(HealthDay News) – Most children genetically at risk of developing type 1 diabetes will develop the disease if they seroconvert to multiple islet autoantibodies, according to a study published in the June 19 issue of the Journal of the American Medical Association.

Anette G. Ziegler, MD, from Technische Universität München in Neuherberg, Germany, and colleagues prospectively investigated the rate of progression to type 1 diabetes after islet autoantibody seroconversion in 13,377 children genetically at risk in the United States (Colorado), Finland, and Germany.

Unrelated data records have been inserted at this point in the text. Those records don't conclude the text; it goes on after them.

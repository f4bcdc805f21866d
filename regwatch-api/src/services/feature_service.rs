//! Feature service

use super::{ServiceError, ServiceResult};
use crate::agents::FeatureTagger;
use crate::db::FeatureRepository;
use chrono::{DateTime, Utc};
use futures::Stream;
use regwatch_common::events::{ChangeOperation, EventBus, RegwatchEvent};
use regwatch_common::models::{Feature, FeatureCreateRequest, FeatureStatus, FeatureUpdateRequest};
use regwatch_common::{sse, Error};
use serde::Serialize;
use std::sync::Arc;
use tracing::{debug, info};

/// Messages of the feature change feed
#[derive(Debug, Clone, Serialize)]
#[serde(tag = "type", content = "data", rename_all = "snake_case")]
pub enum FeatureFeedMessage {
    InitialData {
        features: Vec<Feature>,
    },
    FeatureUpdate {
        operation_type: ChangeOperation,
        feature_id: String,
        feature_data: Option<Feature>,
        timestamp: DateTime<Utc>,
    },
    Error {
        message: String,
    },
}

#[derive(Clone)]
pub struct FeatureService {
    repository: FeatureRepository,
    tagger: Option<Arc<FeatureTagger>>,
    event_bus: EventBus,
}

impl FeatureService {
    pub fn new(
        repository: FeatureRepository,
        tagger: Option<Arc<FeatureTagger>>,
        event_bus: EventBus,
    ) -> Self {
        Self {
            repository,
            tagger,
            event_bus,
        }
    }

    pub async fn list(&self) -> ServiceResult<Vec<Feature>> {
        Ok(self.repository.list_all().await?)
    }

    pub async fn get(&self, id: &str) -> ServiceResult<Feature> {
        self.repository
            .find_by_id(id)
            .await?
            .ok_or_else(|| Error::not_found("Feature", id).into())
    }

    pub async fn count(&self) -> ServiceResult<i64> {
        Ok(self.repository.count().await?)
    }

    /// Create a feature in `pending` status, tagged by the feature tagger
    ///
    /// Without a tagger the feature starts with no tags.
    pub async fn create(&self, request: &FeatureCreateRequest) -> ServiceResult<Feature> {
        let name = request.name.trim();
        if name.is_empty() {
            return Err(Error::InvalidInput("Feature name must not be empty".into()).into());
        }

        let tags = match &self.tagger {
            Some(tagger) => tagger.tag(name, &request.description).await?,
            None => {
                debug!("No feature tagger configured, creating '{}' untagged", name);
                Vec::new()
            }
        };

        let feature = self
            .repository
            .insert(name, &request.description, &tags)
            .await?;
        info!("Created feature {} with tags {:?}", feature.id, feature.tags);
        Ok(feature)
    }

    /// Apply a partial update
    ///
    /// Fails with InvalidInput when no field is provided and NotFound when the
    /// feature does not exist.
    pub async fn update(&self, id: &str, request: &FeatureUpdateRequest) -> ServiceResult<Feature> {
        if request.is_empty() {
            return Err(Error::InvalidInput("No fields provided for update".into()).into());
        }

        self.repository
            .update_fields(id, request)
            .await?
            .ok_or_else(|| Error::not_found("Feature", id).into())
    }

    pub async fn update_status(&self, id: &str, status: FeatureStatus) -> ServiceResult<Feature> {
        let feature = self
            .repository
            .update_status(id, status)
            .await?
            .ok_or_else(|| ServiceError::from(Error::not_found("Feature", id)))?;
        info!("Feature {} status set to {}", id, status);
        Ok(feature)
    }

    /// Features carrying at least one of `tags`
    pub async fn list_by_any_tag(&self, tags: &[String]) -> ServiceResult<Vec<Feature>> {
        Ok(self.repository.list_by_any_tag(tags).await?)
    }

    pub async fn reset_all_statuses(&self) -> ServiceResult<u64> {
        Ok(self.repository.reset_all_statuses().await?)
    }

    /// Snapshot of all features followed by every feature change
    pub fn stream(&self) -> impl Stream<Item = FeatureFeedMessage> + Send + 'static {
        let repository = self.repository.clone();

        sse::change_feed(
            "features",
            self.event_bus.subscribe(),
            move || {
                let repository = repository.clone();
                async move {
                    let features = repository.list_all().await?;
                    Ok(FeatureFeedMessage::InitialData { features })
                }
            },
            |event| match event {
                RegwatchEvent::FeatureChanged {
                    operation,
                    feature_id,
                    feature,
                    timestamp,
                } => Some(FeatureFeedMessage::FeatureUpdate {
                    operation_type: operation,
                    feature_id,
                    feature_data: feature,
                    timestamp,
                }),
                _ => None,
            },
            |message| FeatureFeedMessage::Error { message },
        )
    }
}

After a follow-up of 10 years, the researchers found that the rate of progression to type 1 diabetes was 69.7% of 585 children with multiple islet autoantibodies. Progression was faster for those who seroconverted before 3 years of age (hazard ratio [HR], 1.65; 10-year risk, 74.9%), those with the human leukocyte antigen genotype DR3/DR4-DQ8 (HR, 1.35; 10-year risk, 76.6%), and females (HR, 1.28; 10-year risk, 74.8%). In contrast, the rate of progression was 14.5% for children with a single islet autoantibody and 0.4% by 15 years of age for children with no autoantibodies.

“The majority of children at risk of type 1 diabetes who had multiple islet autoantibody seroconversion progressed to diabetes over the next 15 years,” Ziegler and colleagues conclude.

One author is a board member of Novo Nordisk Diabetes and Medtronic Nordic.